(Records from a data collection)
//! Main chat loop.
//!
//! Reads input, routes it to the orchestrator, and prints the messages each
//! action appended to the active session. The orchestrator owns every state
//! transition; this loop only renders.

use std::future::Future;
use std::time::Duration;

use console::style;
use indicatif::{ProgressBar, ProgressStyle};
use tracing::info;
use uuid::Uuid;

use sparkai_core::conversation::HandOff;
use sparkai_core::persona;
use sparkai_types::chat::{ChatSession, MessageRole};
use sparkai_types::error::ConversationError;
use sparkai_types::idea::Idea;

use crate::cli::session::{resolve_session_ref, session_table, short_id};
use crate::state::{AppState, ConcreteOrchestrator};

use super::banner::print_welcome_banner;
use super::commands::{self, ChatCommand};
use super::input::{ChatInput, InputEvent};
use super::renderer::{ChatRenderer, print_persona_selector};

/// Run the interactive chat loop.
///
/// `handoff` is applied once before the first prompt; `session_ref` selects
/// the session to resume (row number, ID, or ID prefix).
pub async fn run_chat_loop(
    state: &AppState,
    mut handoff: HandOff,
    session_ref: Option<String>,
) -> anyhow::Result<()> {
    let orchestrator = state.orchestrator().await?;

    if let Some(reference) = session_ref {
        let sessions = orchestrator.sessions().await;
        let id = resolve_session_ref(&sessions, &reference)?;
        orchestrator.switch_session(id).await?;
    }

    let renderer = ChatRenderer::new();
    let mut view = TranscriptView::default();

    let active = orchestrator.active_session().await;
    print_welcome_banner(
        orchestrator.provider_name(),
        &orchestrator.settings().model,
        active.as_ref(),
    );
    view.catch_up(&renderer, active.as_ref(), None);

    let initial = handoff.take();
    if !initial.is_empty() {
        info!(topic = ?initial.topic, persona = ?initial.persona_id, "applying hand-off");
        let echo = initial.topic.clone();
        let result = with_spinner(orchestrator.apply_handoff(initial)).await;
        report(result);
        view.catch_up(&renderer, orchestrator.active_session().await.as_ref(), echo.as_deref());
    }

    let prompt = format!("  {} ", style("You >").green().bold());
    let (mut chat_input, _writer) = ChatInput::new(prompt)
        .map_err(|e| anyhow::anyhow!("Failed to initialize input: {e}"))?;

    loop {
        let text = match chat_input.read_line().await {
            InputEvent::Eof => break,
            InputEvent::Interrupted => {
                println!("\n  {}", style("Press Ctrl+D to exit, or keep chatting.").dim());
                continue;
            }
            InputEvent::Message(text) if text.is_empty() => continue,
            InputEvent::Message(text) => text,
        };

        let Some(command) = commands::parse(&text) else {
            let result = with_spinner(orchestrator.submit(&text)).await;
            report(result);
            view.catch_up(&renderer, orchestrator.active_session().await.as_ref(), Some(&text));
            continue;
        };

        match command {
            ChatCommand::Help => commands::print_help(),
            ChatCommand::Clear => chat_input.clear(),
            ChatCommand::Exit => break,
            ChatCommand::New => {
                let id = orchestrator.new_session().await;
                println!(
                    "\n  {} Started a new session ({}). Describe your idea to begin.",
                    style("+").green().bold(),
                    short_id(id)
                );
                view.reset(id);
            }
            ChatCommand::Sessions => print_sessions(&orchestrator).await,
            ChatCommand::Switch(reference) => {
                let sessions = orchestrator.sessions().await;
                match resolve_session_ref(&sessions, &reference) {
                    Ok(id) => {
                        report(orchestrator.switch_session(id).await);
                    }
                    Err(e) => print_error(&e),
                }
            }
            ChatCommand::Delete(reference) => {
                let sessions = orchestrator.sessions().await;
                match resolve_session_ref(&sessions, &reference) {
                    Ok(id) => {
                        if report(orchestrator.delete_session(id).await) {
                            println!(
                                "\n  {} Session {} deleted.",
                                style("x").red().bold(),
                                short_id(id)
                            );
                        }
                    }
                    Err(e) => print_error(&e),
                }
            }
            ChatCommand::Pick(reference) => {
                let ideas = orchestrator
                    .active_session()
                    .await
                    .map(|s| s.ideas)
                    .unwrap_or_default();
                let idea_id = resolve_idea_ref(&ideas, &reference);
                report(with_spinner(orchestrator.select_idea(&idea_id)).await);
            }
            ChatCommand::Refresh => {
                report(with_spinner(orchestrator.refresh_ideas()).await);
            }
            ChatCommand::Persona(Some(persona_id)) => {
                report(with_spinner(orchestrator.consult_persona(&persona_id)).await);
            }
            ChatCommand::Persona(None) => {
                if report(orchestrator.enter_persona_dialogue().await) {
                    print_persona_selector(&persona::ids());
                }
            }
            ChatCommand::Recommend(text) => {
                report(with_spinner(orchestrator.recommend_companies(text.as_deref())).await);
            }
            ChatCommand::Doc => {
                report(orchestrator.draft_document().await);
            }
            ChatCommand::Show => match orchestrator.active_session().await.and_then(|s| s.document) {
                Some(document) => renderer.print_document(&document),
                None => println!(
                    "\n  {} No document yet. /pick an idea or /doc to write one.",
                    style("i").blue().bold()
                ),
            },
            ChatCommand::Unknown(name) => {
                println!(
                    "\n  {} Unknown command: {}. Type /help for available commands.",
                    style("?").yellow().bold(),
                    style(name).dim()
                );
            }
        }

        view.catch_up(&renderer, orchestrator.active_session().await.as_ref(), None);
    }

    chat_input.flush();
    orchestrator.flush().await;
    println!("\n  {}", style("Session saved. Bye!").dim());
    Ok(())
}

/// Tracks which part of the active session's log is already on screen.
#[derive(Default)]
struct TranscriptView {
    session_id: Option<Uuid>,
    shown: usize,
}

impl TranscriptView {
    /// Expect `id` next with nothing shown yet.
    fn reset(&mut self, id: Uuid) {
        self.session_id = Some(id);
        self.shown = 0;
    }

    /// Print messages the screen has not shown yet.
    ///
    /// A different session than last time is printed in full. `echo` is the
    /// line the user just typed; its user message is not printed twice.
    fn catch_up(&mut self, renderer: &ChatRenderer, session: Option<&ChatSession>, echo: Option<&str>) {
        let Some(session) = session else {
            self.session_id = None;
            self.shown = 0;
            return;
        };

        if self.session_id != Some(session.id) {
            if self.session_id.is_some() || !session.messages.is_empty() {
                println!(
                    "\n  {} {} {}",
                    style("»").cyan().bold(),
                    style(&session.title).cyan(),
                    style(format!("({})", short_id(session.id))).dim()
                );
            }
            self.reset(session.id);
        }

        let mut echo = echo.map(str::trim);
        let mut printed = false;
        for message in session.messages.iter().skip(self.shown) {
            if message.role == MessageRole::User && echo == Some(message.content.as_str()) {
                echo = None;
                continue;
            }
            renderer.print_message(message);
            printed = true;
        }
        self.shown = session.messages.len();
        if printed {
            println!();
        }
    }
}

/// Map `/pick` input to an idea id: a 1-based position in the batch, else the id itself.
fn resolve_idea_ref(ideas: &[Idea], reference: &str) -> String {
    let reference = reference.trim();
    reference
        .parse::<usize>()
        .ok()
        .and_then(|n| n.checked_sub(1))
        .and_then(|index| ideas.get(index))
        .map(|idea| idea.id.clone())
        .unwrap_or_else(|| reference.to_string())
}

async fn print_sessions(orchestrator: &ConcreteOrchestrator) {
    let sessions = orchestrator.sessions().await;
    if sessions.is_empty() {
        println!("\n  {} No sessions yet.", style("i").blue().bold());
        return;
    }
    let active = orchestrator.active_session().await.map(|s| s.id);
    println!();
    println!("{}", session_table(&sessions, active));
}

async fn with_spinner<F: Future>(future: F) -> F::Output {
    let spinner = ProgressBar::new_spinner();
    if let Ok(spinner_style) = ProgressStyle::default_spinner().template("  {spinner:.cyan} {msg}") {
        spinner.set_style(spinner_style);
    }
    spinner.set_message("thinking...");
    spinner.enable_steady_tick(Duration::from_millis(80));

    let output = future.await;
    spinner.finish_and_clear();
    output
}

/// Print a rejected action. Returns whether the action succeeded.
fn report(result: Result<(), ConversationError>) -> bool {
    match result {
        Ok(()) => true,
        Err(e) => {
            print_error(&e);
            false
        }
    }
}

fn print_error(error: &dyn std::fmt::Display) {
    println!("\n  {} {error}", style("!").yellow().bold());
}

#[cfg(test)]
mod tests {
    use super::*;

    fn ideas() -> Vec<Idea> {
        ["7", "8"]
            .iter()
            .map(|id| Idea {
                id: id.to_string(),
                title: format!("Idea {id}"),
                description: "描述".to_string(),
            })
            .collect()
    }

    #[test]
    fn test_resolve_idea_by_position() {
        assert_eq!(resolve_idea_ref(&ideas(), "2"), "8");
        assert_eq!(resolve_idea_ref(&ideas(), " 1 "), "7");
    }

    #[test]
    fn test_resolve_idea_falls_back_to_raw_id() {
        assert_eq!(resolve_idea_ref(&ideas(), "7"), "7");
        assert_eq!(resolve_idea_ref(&ideas(), "abc"), "abc");
        assert_eq!(resolve_idea_ref(&[], "1"), "1");
    }

    #[test]
    fn test_transcript_view_tracks_shown_messages() {
        let renderer = ChatRenderer::new();
        let mut view = TranscriptView::default();
        let mut session = ChatSession::new();
        session
            .messages
            .push(sparkai_types::chat::ChatMessage::user("你好"));

        view.catch_up(&renderer, Some(&session), Some("你好"));
        assert_eq!(view.session_id, Some(session.id));
        assert_eq!(view.shown, 1);

        view.catch_up(&renderer, None, None);
        assert_eq!(view.session_id, None);
    }
}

What needs to be done: Throughout the data above, report every line that contains the string "green".

Response for this exercise:
    let prompt = format!("  {} ", style("You >").green().bold());
                    style("+").green().bold(),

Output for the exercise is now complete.